Typically, car accidents result in filing a claim under one or more auto insurance policies. Sometimes, the policy coverage of the person at fault in the accident does not cover all of the damages. In this case, you might be able to collect additionally under your own underinsured motorist coverage. This was the scenario in an opinion issued by the North Carolina Court of Appeals last year, North Carolina Farm Bureau Mutual Ins. Co. v. Paschal. However, an issue arose in that case when determining whether the injured person was covered as a “family member” under the applicable policy.
In that case, 16-year-old Harley Jessup was injured while riding as a passenger in a truck driven by her cousin. The truck ran off the road and Harley was ejected from the truck, sustaining injuries. Harley filed a complaint alleging damages just over $80,000. As a result, her cousin’s insurance policy paid out $30,000 that it covered. For the remainder of the damages, Harley looked to recover under her grandfather’s uninsured motorist coverage, which was issued by the plaintiff.
The plaintiff argued that Harley was not a “family member” of her grandfather, as that term was defined in the insurance policy, and therefore was not covered under the policy. The trial court agreed and granted the plaintiff’s motion for summary judgment. The defendants appealed to the court of appeals.
The court of appeals began its analysis by looking at the language of the insurance policy. The policy covered the “Insured” which was defined as “You [the named insured] or any family member.” Therefore, “the dispositive issue [was] whether the policy issued by Plaintiff covers Harley as a ‘family member’ as that term is defined in the policy.” The policy further defined the term “family member” as follows:
“Family member” means a person related to [the named insured] by blood, marriage or adoption who is a resident of [the named insured’s] household. This includes a ward or foster child.
Because it was not argued whether Harley was related to her grandfather, the question then became whether Harley was a “resident” of her grandfather’s “household.” The policy did not defined either of the terms “resident” or “household.”
The court noted that when insurance companies uses a somewhat ambiguous term to determine who is covered by its policy, it is not the court’s role to limit coverage. Instead, “[a]ll who may, by any reasonable construction of the word, be included within the coverage afforded by the policy should be given its protection.”
The court then examined prior caselaw that looked to define the terms “resident” and “household” and noted that the intent of the policyholder was important. It quoted the following passage from an earlier case:
As observed by our courts, the words “resident,” “residence” and “residing” have no precise, technical and fixed meaning applicable to all cases. “Residence” has many shades of meaning, from mere temporary presence to the most permanent abode. It is difficult to give an exact or even satisfactory definition of the term “resident,” as the term is flexible, elastic, slippery and somewhat ambiguous. Definitions of “residence” include “a place of abode for more than a temporary period of time” and “a permanent and established home” and the definitions range between these two extremes. This being the case, our courts have held that such terms should be given the broadest construction and that all who may be included, by any reasonable construction of such terms, within the coverage of an insurance policy using such terms, should be given its protection.

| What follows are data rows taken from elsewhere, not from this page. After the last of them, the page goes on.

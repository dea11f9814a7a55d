//! Text manipulation utilities for working with source code.
//!
//! Offsets are byte offsets into the document text, as everywhere else in
//! the crate. Functions clamp out-of-range offsets instead of panicking.

use text_size::{TextRange, TextSize};

/// Check if a character is considered part of a word (identifier).
///
/// Uses Unicode Standard Annex #31 rules for identifier characters.
#[inline]
pub fn is_word_character(c: char) -> bool {
    unicode_ident::is_xid_continue(c)
}

/// A valid identifier: a letter or `_` first, then letters, digits or `_`.
pub fn is_valid_identifier(name: &str) -> bool {
    let mut chars = name.chars();
    let Some(first) = chars.next() else {
        return false;
    };
    (first == '_' || unicode_ident::is_xid_start(first)) && chars.all(is_word_character)
}

fn clamp(text: &str, offset: TextSize) -> usize {
    let mut offset = usize::from(offset).min(text.len());
    while !text.is_char_boundary(offset) {
        offset -= 1;
    }
    offset
}

/// Range of the identifier touching `offset`.
///
/// A cursor right after the last character still counts, so `foo|` finds
/// `foo`. Numbers are not identifiers.
pub fn word_range_at(text: &str, offset: TextSize) -> Option<TextRange> {
    let offset = clamp(text, offset);

    let mut start = offset;
    for (idx, ch) in text[..offset].char_indices().rev() {
        if !is_word_character(ch) {
            break;
        }
        start = idx;
    }
    let end = text[offset..]
        .char_indices()
        .find(|(_, ch)| !is_word_character(*ch))
        .map_or(text.len(), |(idx, _)| offset + idx);

    let word = &text[start..end];
    if word.is_empty() || word.starts_with(|c: char| c.is_ascii_digit()) {
        return None;
    }
    Some(TextRange::new(
        TextSize::new(start as u32),
        TextSize::new(end as u32),
    ))
}

/// The identifier touching `offset`, with its range.
pub fn word_at(text: &str, offset: TextSize) -> Option<(TextRange, &str)> {
    let range = word_range_at(text, offset)?;
    Some((range, &text[range]))
}

/// The partial identifier typed right before `offset` and where it starts.
///
/// `"items.Co|"` yields `(6, "Co")`; an empty prefix is returned as `""`.
pub fn prefix_before(text: &str, offset: TextSize) -> (TextSize, &str) {
    let end = clamp(text, offset);
    let mut start = end;
    for (idx, ch) in text[..end].char_indices().rev() {
        if !is_word_character(ch) {
            break;
        }
        start = idx;
    }
    (TextSize::new(start as u32), &text[start..end])
}

/// If the character before `offset` (ignoring spaces) is a `.`, its position.
pub fn dot_before(text: &str, offset: TextSize) -> Option<TextSize> {
    let end = clamp(text, offset);
    let trimmed = text[..end].trim_end_matches([' ', '\t']);
    trimmed
        .ends_with('.')
        .then(|| TextSize::new(trimmed.len() as u32 - 1))
}

/// The receiver expression ending right before the `.` at `dot`.
///
/// Scans backwards over identifiers, dots and balanced `()`, `[]`, `<>`
/// groups, so `people[0].name.` yields `people[0].name` and
/// `new Person().` yields `Person()`. Stops at whitespace or an operator
/// outside any group.
pub fn receiver_before_dot(text: &str, dot: TextSize) -> Option<&str> {
    let end = clamp(text, dot);
    let bytes = text.as_bytes();
    let mut stack: Vec<u8> = Vec::new();
    let mut start = end;

    for (idx, ch) in text[..end].char_indices().rev() {
        if let Some(&open) = stack.last() {
            match ch {
                ')' | ']' => stack.push(opener(ch)),
                '>' if open == b'<' => stack.push(b'<'),
                c if c == char::from(open) => {
                    stack.pop();
                }
                _ => {}
            }
            start = idx;
            continue;
        }
        match ch {
            ')' | ']' => stack.push(opener(ch)),
            // Only a generic argument list when glued to what follows.
            '>' if idx + 1 == start => stack.push(b'<'),
            '.' => {}
            c if is_word_character(c) => {}
            _ => break,
        }
        start = idx;
    }

    if !stack.is_empty() {
        return None;
    }
    let receiver = text[start..end].trim_start_matches('.');
    if receiver.is_empty() || bytes.get(end) != Some(&b'.') {
        return None;
    }
    Some(receiver)
}

fn opener(close: char) -> u8 {
    if close == ')' { b'(' } else { b'[' }
}
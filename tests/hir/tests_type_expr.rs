//! Type expression parser tests.

use rstest::rstest;
use terse::syntax::TypeExpr;

#[rstest]
#[case("Dict<string,List<int>>", "Dict", &["string", "List<int>"])]
#[case("Dict<string, List<int>>", "Dict", &["string", "List<int>"])]
#[case("Map<A<B, C>, D<E<F, G>>>", "Map", &["A<B, C>", "D<E<F, G>>"])]
#[case("List<Person>", "List", &["Person"])]
#[case("Person[]", "Array", &["Person"])]
#[case("List<int>[]", "Array", &["List<int>"])]
#[case("string", "string", &[])]
#[case("Outer.Inner", "Outer.Inner", &[])]
fn test_parse_type_expression(#[case] text: &str, #[case] base: &str, #[case] args: &[&str]) {
    let ty = TypeExpr::parse(text);
    assert_eq!(ty.base, base);
    assert_eq!(ty.args, args);
}

#[rstest]
#[case("List<int")]
#[case("<int>")]
#[case("Dict<a, b>>")]
#[case("")]
fn test_malformed_types_stay_opaque(#[case] text: &str) {
    let ty = TypeExpr::parse(text);
    assert!(ty.args.is_empty(), "{text:?} parsed as {ty:?}");
}

#[test]
fn test_nested_argument_parses_again() {
    let ty = TypeExpr::parse("Dict<string,List<int>>");
    let Some(value) = ty.arg(1) else {
        panic!("missing second argument");
    };
    assert!(value.is_list());
    assert_eq!(value.arg(0).map(|t| t.base), Some("int".into()));
    assert!(ty.arg(2).is_none());
}

#[test]
fn test_nullable_and_display() {
    let ty = TypeExpr::parse("Person?");
    assert!(ty.nullable);
    assert_eq!(ty.base, "Person");
    assert_eq!(ty.to_string(), "Person?");
    assert_eq!(ty.non_null().to_string(), "Person");
    assert_eq!(TypeExpr::parse("int[]").to_string(), "int[]");
    assert_eq!(TypeExpr::parse("Dict<string,List<int>>").to_string(), "Dict<string, List<int>>");
}
//! Type expressions: `Base<A, B>`, `T[]` and `T?` split into base and arguments.
//!
//! Type arguments stay as strings: `Dict<string, List<int>>` parses to base
//! `Dict` with arguments `["string", "List<int>"]`. Callers that need to look
//! inside an argument parse it again with [`TypeExpr::parse`].
//!
//! Parsing never fails. Anything that does not look like a generic or an
//! array becomes an opaque base name.

use std::fmt;

use smol_str::SmolStr;

/// A parsed type expression.
#[derive(Debug, Clone, PartialEq, Eq, Hash, Default)]
pub struct TypeExpr {
    pub base: SmolStr,
    pub args: Vec<SmolStr>,
    /// `T?`, kept separately so `base` stays a plain name.
    pub nullable: bool,
}

impl TypeExpr {
    /// A type with no arguments.
    pub fn named(base: impl Into<SmolStr>) -> Self {
        Self {
            base: base.into(),
            args: Vec::new(),
            nullable: false,
        }
    }

    pub fn generic(base: impl Into<SmolStr>, args: Vec<SmolStr>) -> Self {
        Self {
            base: base.into(),
            args,
            nullable: false,
        }
    }

    /// Parse a type string.
    pub fn parse(text: &str) -> Self {
        let mut text = text.trim();
        let mut nullable = false;
        if let Some(stripped) = text.strip_suffix('?') {
            nullable = true;
            text = stripped.trim_end();
        }

        if let Some(inner) = text.strip_suffix("[]") {
            let inner = inner.trim_end();
            if !inner.is_empty() {
                return Self {
                    base: SmolStr::new_static("Array"),
                    args: vec![SmolStr::new(inner)],
                    nullable,
                };
            }
        }

        let (Some(open), true) = (text.find('<'), text.ends_with('>')) else {
            return Self {
                base: SmolStr::new(text),
                args: Vec::new(),
                nullable,
            };
        };

        let base = text[..open].trim();
        let interior = &text[open + 1..text.len() - 1];
        match split_top_level(interior) {
            Some(args) if !base.is_empty() => Self {
                base: SmolStr::new(base),
                args,
                nullable,
            },
            _ => Self {
                base: SmolStr::new(text),
                args: Vec::new(),
                nullable,
            },
        }
    }

    /// Parse the `index`-th type argument.
    pub fn arg(&self, index: usize) -> Option<TypeExpr> {
        self.args.get(index).map(|arg| TypeExpr::parse(arg))
    }

    pub fn is_generic(&self) -> bool {
        !self.args.is_empty()
    }

    pub fn is_array(&self) -> bool {
        self.base == "Array"
    }

    pub fn is_list(&self) -> bool {
        matches!(
            self.base.as_str(),
            "List" | "IList" | "IEnumerable" | "ICollection"
        )
    }

    pub fn is_dict(&self) -> bool {
        matches!(self.base.as_str(), "Dict" | "Dictionary" | "IDictionary")
    }

    pub fn is_string(&self) -> bool {
        matches!(self.base.as_str(), "string" | "String")
    }

    /// Components of a tuple type `(A, B)`; `None` for anything else.
    pub fn tuple_elements(&self) -> Option<Vec<TypeExpr>> {
        let inner = self.base.strip_prefix('(')?.strip_suffix(')')?;
        let parts = split_top_level(inner)?;
        Some(parts.iter().map(|p| TypeExpr::parse(p)).collect())
    }

    /// Drop nullability (`T?` → `T`).
    pub fn non_null(mut self) -> Self {
        self.nullable = false;
        self
    }

    /// Replace generic parameters with concrete arguments.
    ///
    /// `params` are the declaring type's parameter names, `args` the receiver's
    /// arguments, matched positionally. Unmatched parameters stay as written.
    pub fn substitute(&self, params: &[SmolStr], args: &[SmolStr]) -> TypeExpr {
        if params.is_empty() || args.is_empty() {
            return self.clone();
        }
        if self.args.is_empty() {
            if let Some(pos) = params.iter().position(|p| *p == self.base) {
                if let Some(arg) = args.get(pos) {
                    let mut replaced = TypeExpr::parse(arg);
                    replaced.nullable |= self.nullable;
                    return replaced;
                }
            }
            return self.clone();
        }
        TypeExpr {
            base: self.base.clone(),
            args: self
                .args
                .iter()
                .map(|arg| SmolStr::new(TypeExpr::parse(arg).substitute(params, args).to_string()))
                .collect(),
            nullable: self.nullable,
        }
    }
}

impl fmt::Display for TypeExpr {
    fn fmt(&self, f: &mut fmt::Formatter<'_>) -> fmt::Result {
        match (self.base.as_str(), self.args.as_slice()) {
            ("Array", [element]) => write!(f, "{element}[]")?,
            (base, []) => f.write_str(base)?,
            (base, args) => write!(f, "{base}<{}>", args.join(", "))?,
        }
        if self.nullable {
            f.write_str("?")?;
        }
        Ok(())
    }
}

impl From<&str> for TypeExpr {
    fn from(value: &str) -> Self {
        TypeExpr::parse(value)
    }
}

/// Split on commas that are not nested inside `<>`, `()` or `[]`.
///
/// Returns `None` when the brackets are unbalanced.
fn split_top_level(interior: &str) -> Option<Vec<SmolStr>> {
    let mut parts = Vec::new();
    let mut depth = 0i32;
    let mut start = 0;
    for (idx, ch) in interior.char_indices() {
        match ch {
            '<' | '(' | '[' => depth += 1,
            '>' | ')' | ']' => {
                depth -= 1;
                if depth < 0 {
                    return None;
                }
            }
            ',' if depth == 0 => {
                parts.push(SmolStr::new(interior[start..idx].trim()));
                start = idx + 1;
            }
            _ => {}
        }
    }
    if depth != 0 {
        return None;
    }
    let last = interior[start..].trim();
    if !last.is_empty() || !parts.is_empty() {
        parts.push(SmolStr::new(last));
    }
    Some(parts)
}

Our courts have also found . . . that in determining whether a person in a particular case is a resident of a particular household, the intent of that person is material to the question.
In addition, the fact that Harley did not live exclusively with her grandfather was not dispositive because prior caselaw had determined that “[a] minor may be a resident of more than one household for the purposes of insurance coverage.” This reasoning was applicable in a prior case where a minor’s parents lived in separate residences. The evidence in that case supported a finding that “there existed between the father and the minor plaintiff a continuing and substantially integrated family relationship.” Therefore, “the minor plaintiff was as much a resident of her insured father’s household as that of her mother.”

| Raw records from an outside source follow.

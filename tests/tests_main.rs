#[path = "helpers/mod.rs"]
mod helpers;

#[path = "hir/mod.rs"]
mod hir;

#[path = "ide/mod.rs"]
mod ide;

The court contrasted that case with another case where it was questionable as to whether a defendant was a resident of his parents’ household. In that case, the defendant was an emancipated person and had enlisted in the Navy. He took all of his belongings with him but referred to his parents’ house as “home” and returned for periodic visits. After leaving the Navy, he lived with his parents for several weeks while looking for a place to live. However, when he enlisted in the Navy, he did not intend to return to live with his parents, and at the time of the collision, neither the defendant nor his parents considered him a resident of the parents’ household. The court in this case determined that there was a material issue of fact as to whether the defendant was a resident of his parents’ household.

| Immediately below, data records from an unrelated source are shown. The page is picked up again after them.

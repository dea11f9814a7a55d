//! Foundation types for the terse toolchain.
//!
//! This module provides fundamental types used throughout the crate:
//! - [`Span`] - Located text range attached to every AST node
//! - [`LineCol`], [`LineIndex`] - Offset ↔ line/column conversion
//! - [`Uri`] - Document identity used as the workspace key
//!
//! This module has NO dependencies on other terse modules.

mod position;
mod span;
mod uri;

pub use position::{LineCol, LineIndex};
pub use span::Span;
pub use uri::Uri;

// Re-export text-size types for convenience
pub use text_size::{self, TextRange, TextSize};
impl<'a> TypeResolver<'a> {
    /// `None` if `uri` is not in the snapshot or has no AST.
    pub fn new(snapshot: &'a WorkspaceSnapshot, uri: &Uri) -> Option<Self> {
        let document = snapshot.document(uri)?;
        let module = document.module()?;
        Some(Self {
            snapshot,
            document,
            module,
        })
    }

    pub fn snapshot(&self) -> &'a WorkspaceSnapshot {
        self.snapshot
    }

    pub fn document(&self) -> &'a DocumentSnapshot {
        self.document
    }

    pub fn module(&self) -> &'a Module {
        self.module
    }

    pub fn scope_at(&self, offset: TextSize) -> EnclosingScope<'a> {
        EnclosingScope::at(self.module, offset)
    }

    // =========================================================================
    // Text entry point
    // =========================================================================

    /// Resolve the type of expression text as if written at `offset`.
    pub fn resolve_type(&self, expr: &str, offset: TextSize) -> Option<TypeExpr> {
        let scope = self.scope_at(offset);
        self.resolve_type_in(expr, offset, &scope)
    }

    pub fn resolve_type_in(
        &self,
        expr: &str,
        offset: TextSize,
        scope: &EnclosingScope<'a>,
    ) -> Option<TypeExpr> {
        let parts = split_chain(expr);
        let (first, rest) = parts.split_first()?;
        let (mut current, complete) = self.resolve_first_part(first, offset, scope)?;
        if !complete {
            return Some(current);
        }
        for part in rest {
            let mut suffixes = part.suffixes.as_slice();
            let call = suffixes.first() == Some(&Suffix::Call);
            if call {
                suffixes = &suffixes[1..];
            }
            let Some(next) = self.resolve_member(&current, part.name, call) else {
                tracing::trace!(receiver = %current, member = part.name, "member not found");
                break;
            };
            let (next, complete) = self.apply_suffixes(next, suffixes);
            current = next;
            if !complete {
                break;
            }
        }
        Some(current)
    }

    fn resolve_first_part(
        &self,
        part: &Part<'_>,
        offset: TextSize,
        scope: &EnclosingScope<'a>,
    ) -> Option<(TypeExpr, bool)> {
        let mut suffixes = part.suffixes.as_slice();
        let starts_with_call = suffixes.first() == Some(&Suffix::Call);

        let root = if part.is_new {
            if starts_with_call {
                suffixes = &suffixes[1..];
            }
            Some(TypeExpr::parse(part.name))
        } else if let Some(ty) = self.resolve_name(part.name, offset, scope, 0) {
            Some(ty)
        } else if starts_with_call {
            suffixes = &suffixes[1..];
            self.resolve_callable(part.name, scope)
        } else {
            None
        };

        let root = root?;
        Some(self.apply_suffixes(root, suffixes))
    }

    /// Apply calls and indexing in order. The flag is `false` if a step
    /// could not be resolved.
    fn apply_suffixes(&self, mut ty: TypeExpr, suffixes: &[Suffix]) -> (TypeExpr, bool) {
        for suffix in suffixes {
            match suffix {
                Suffix::Call => ty = self.call_result(ty),
                Suffix::Index => match builtins::index_type(&ty.clone().non_null()) {
                    Some(element) => ty = element,
                    None => return (ty, false),
                },
            }
        }
        (ty, true)
    }

    /// Type of `member` accessed on a value of type `receiver`.
    ///
    /// With `call`, a method yields its return type and a delegate-typed
    /// field yields the delegate's return type.
    pub fn resolve_member(
        &self,
        receiver: &TypeExpr,
        member: &str,
        call: bool,
    ) -> Option<TypeExpr> {
        if member.is_empty() {
            return None;
        }
        let receiver = receiver.clone().non_null();
        let hit = self.snapshot.find_member(&receiver, member)?;
        let ty = hit.ty?;
        if call && !hit.member.is_method() {
            return Some(self.call_result(ty));
        }
        Some(ty)
    }

    /// Result of calling a value of type `ty`: a delegate's return type,
    /// otherwise the type itself (constructor call on a type name).
    fn call_result(&self, ty: TypeExpr) -> TypeExpr {
        self.delegate_return(&ty).unwrap_or(ty)
    }

    fn delegate_return(&self, ty: &TypeExpr) -> Option<TypeExpr> {
        if let Some((_, delegate)) = self.snapshot.find_delegate(&ty.base) {
            return Some(
                delegate
                    .return_type
                    .as_ref()
                    .map(|t| t.expr.clone())
                    .unwrap_or_else(|| TypeExpr::named("void")),
            );
        }
        match ty.base.as_str() {
            "Func" => ty.arg(ty.args.len().checked_sub(1)?),
            "Action" => Some(TypeExpr::named("void")),
            _ => None,
        }
    }

    // =========================================================================
    // Names
    // =========================================================================

    /// Step 1: the type a bare name denotes, without call semantics.
    fn resolve_name(
        &self,
        name: &str,
        offset: TextSize,
        scope: &EnclosingScope<'a>,
        depth: u32,
    ) -> Option<TypeExpr> {
        match name {
            "this" => return scope.this_type(),
            "base" => {
                return scope
                    .class
                    .and_then(|c| c.base.as_ref())
                    .map(|b| b.expr.clone());
            }
            _ => {}
        }
        if let Some(ty) = literal_text_type(name) {
            return Some(ty);
        }

        if let Some(param) = scope.callable.and_then(|c| c.param(name)) {
            return param_type(param);
        }

        let variables = scope.variables(offset);
        if let Some(var) = variables.iter().rev().find(|v| v.name == name) {
            return self.variable_type(var, scope, depth);
        }

        if let Some(this) = scope.this_type() {
            if let Some(hit) = self.snapshot.find_member(&this, name) {
                if !hit.member.is_method() {
                    return hit.ty;
                }
            }
        }

        self.type_name(name)
    }

    /// A name used for static access or construction.
    fn type_name(&self, name: &str) -> Option<TypeExpr> {
        let ty = TypeExpr::parse(name);
        if ty.base.is_empty() || !is_name_like(&ty.base) {
            return None;
        }
        self.snapshot.is_type_name(&ty.base).then_some(ty)
    }

    /// Step 2: `name(..)` where `name` is a method of the enclosing type or
    /// a function (same document first, then the workspace).
    fn resolve_callable(&self, name: &str, scope: &EnclosingScope<'a>) -> Option<TypeExpr> {
        if let Some(this) = scope.this_type() {
            if let Some(hit) = self.snapshot.find_member(&this, name) {
                if hit.member.is_method() {
                    return hit.ty;
                }
            }
        }
        let hit = self.snapshot.find_declaration_from(&self.document.uri, name)?;
        match hit.decl {
            DeclRef::Function(f) => Some(
                f.return_type
                    .as_ref()
                    .map(|t| t.expr.clone())
                    .unwrap_or_else(|| TypeExpr::named("void")),
            ),
            DeclRef::Class(c) => Some(TypeExpr::named(c.name.name.clone())),
            DeclRef::Interface(_) | DeclRef::Enum(_) | DeclRef::Delegate(_) => None,
        }
    }

    /// The type of a visible variable, inferring it if it was declared
    /// without one.
    pub fn variable_type(
        &self,
        var: &ScopeVariable<'a>,
        scope: &EnclosingScope<'a>,
        depth: u32,
    ) -> Option<TypeExpr> {
        if let Some(ty) = &var.declared_type {
            return Some(ty.clone());
        }
        let inference = var.inference.as_ref()?;
        if depth >= MAX_DEPTH {
            tracing::trace!(name = %var.name, "inference depth exhausted");
            return None;
        }
        let mut ty = match &inference.root {
            InferenceRoot::Expr(expr) => {
                self.resolve_expr_in(expr, inference.offset, scope, depth + 1)?
            }
            InferenceRoot::Type(ty) => ty.clone(),
        };
        for step in &inference.steps {
            ty = self.project(&ty, step)?;
        }
        Some(ty)
    }

    fn project(&self, ty: &TypeExpr, step: &Projection) -> Option<TypeExpr> {
        let ty = ty.clone();
        match step {
            Projection::Element => builtins::iteration_type(&ty.non_null()),
            Projection::DictKey => builtins::entry_types(&ty.non_null()).0,
            Projection::DictValue => builtins::entry_types(&ty.non_null()).1,
            Projection::ListItem => builtins::index_type(&ty.non_null()),
            Projection::Unwrap => {
                if ty.nullable {
                    Some(ty.non_null())
                } else if matches!(ty.base.as_str(), "Option" | "Nullable") {
                    ty.arg(0)
                } else {
                    Some(ty)
                }
            }
            Projection::OkValue => match ty.base.as_str() {
                "Result" => ty.arg(0),
                _ => None,
            },
            Projection::ErrValue => match ty.base.as_str() {
                "Result" => ty.arg(1),
                _ => None,
            },
            Projection::Positional(idx) => {
                if let Some(mut elements) = ty.tuple_elements() {
                    return (*idx < elements.len()).then(|| elements.swap_remove(*idx));
                }
                let (_, class) = self.snapshot.find_class(&ty.base)?;
                let params = class.type_param_names();
                class
                    .fields
                    .iter()
                    .map(|f| f.ty.as_ref())
                    .chain(class.properties.iter().map(|p| p.ty.as_ref()))
                    .nth(*idx)
                    .flatten()
                    .map(|t| t.expr.substitute(&params, &ty.args))
            }
            Projection::Member(name) => self.resolve_member(&ty, name, false),
        }
    }

    /// What `name` refers to at `offset`: a parameter, a visible variable, a
    /// member of the enclosing type, or a declaration (same document first).
    pub fn lookup_name(&self, name: &str, offset: TextSize) -> Option<NameTarget<'a>> {
        let scope = self.scope_at(offset);
        if let Some(param) = scope.callable.and_then(|c| c.param(name)) {
            return Some(NameTarget::Parameter(param));
        }
        let mut variables = scope.variables(offset);
        if let Some(idx) = variables.iter().rposition(|v| v.name == name) {
            return Some(NameTarget::Variable(variables.swap_remove(idx)));
        }
        if let Some(this) = scope.this_type() {
            if let Some(hit) = self.snapshot.find_member(&this, name) {
                return Some(NameTarget::Member(hit));
            }
        }
        self.snapshot
            .find_declaration_from(&self.document.uri, name)
            .map(NameTarget::Declaration)
    }

    // =========================================================================
    // Structural entry point
    // =========================================================================

    /// Resolve the type of a parsed expression located at `offset`.
    pub fn resolve_expr(&self, expr: &Expr, offset: TextSize) -> Option<TypeExpr> {
        let scope = self.scope_at(offset);
        self.resolve_expr_in(expr, offset, &scope, 0)
    }

    fn resolve_expr_in(
        &self,
        expr: &Expr,
        offset: TextSize,
        scope: &EnclosingScope<'a>,
        depth: u32,
    ) -> Option<TypeExpr> {
        if depth > MAX_DEPTH {
            return None;
        }
        let resolve = |e: &Expr| self.resolve_expr_in(e, offset, scope, depth + 1);
        match expr {
            Expr::Literal { kind, .. } => kind.type_name().map(TypeExpr::named),
            Expr::Ident(ident) => self.resolve_name(&ident.name, offset, scope, depth),
            Expr::This(_) => scope.this_type(),
            Expr::Base(_) => scope
                .class
                .and_then(|c| c.base.as_ref())
                .map(|b| b.expr.clone()),
            Expr::Field { target, member, .. } => {
                let receiver = resolve(target)?;
                self.resolve_member(&receiver, &member.name, false)
                    .or(Some(receiver))
            }
            Expr::Call { callee, .. } => match callee.as_ref() {
                Expr::Ident(ident) => {
                    match self.resolve_name(&ident.name, offset, scope, depth) {
                        Some(ty) => Some(self.call_result(ty)),
                        None => self.resolve_callable(&ident.name, scope),
                    }
                }
                Expr::Field { target, member, .. } => {
                    let receiver = resolve(target)?;
                    self.resolve_member(&receiver, &member.name, true)
                        .or(Some(receiver))
                }
                other => resolve(other).map(|ty| self.call_result(ty)),
            },
            Expr::Index { target, .. } => {
                let container = resolve(target)?;
                builtins::index_type(&container.clone().non_null()).or(Some(container))
            }
            Expr::New { ty, .. } => Some(ty.expr.clone()),
            Expr::Unary { op, operand, .. } => match op {
                UnaryOp::Not => Some(TypeExpr::named("bool")),
                UnaryOp::Neg => resolve(operand),
            },
            Expr::Binary { op, lhs, rhs, .. } => {
                if op.is_comparison() {
                    return Some(TypeExpr::named("bool"));
                }
                if *op == BinaryOp::Coalesce {
                    return resolve(lhs).map(TypeExpr::non_null).or_else(|| resolve(rhs));
                }
                let lhs = resolve(lhs);
                let rhs = resolve(rhs);
                Some(arithmetic_result(lhs?, rhs))
            }
            Expr::Assign { value, .. } => resolve(value),
            Expr::Is { .. } => Some(TypeExpr::named("bool")),
            Expr::Lambda { .. } | Expr::Error(_) => None,
            Expr::List { items, .. } => {
                let element = items
                    .first()
                    .and_then(resolve)
                    .map(|t| t.to_string())
                    .unwrap_or_else(|| "object".to_string());
                Some(TypeExpr::generic("List", vec![element.into()]))
            }
            Expr::Paren { inner, .. } => resolve(inner),
        }
    }
}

In Harley’s case, the evidence showed that Harley lived with her grandfather for periods when her father was in jail. When her father was not in jail, Harley lived with her father in a house owned by her grandfather, located on land connected to her grandfather’s house by contiguous land also owned by her grandfather, and for which her grandfather did not charge any rent. Even when the grandfather was not living with Harley, he saw her almost every day and was a regular participant in her life. In fact, the court described as him “the most constant caregiver in Harley’s life.” The court also distinguished the Navy son case because both Harley and her grandfather considered Harley to be a part of the grandfather’s household. Therefore, the court concluded that Harley was a resident of the grandfather’s household for purposes of the insurance policy and was an “insured” under the policy.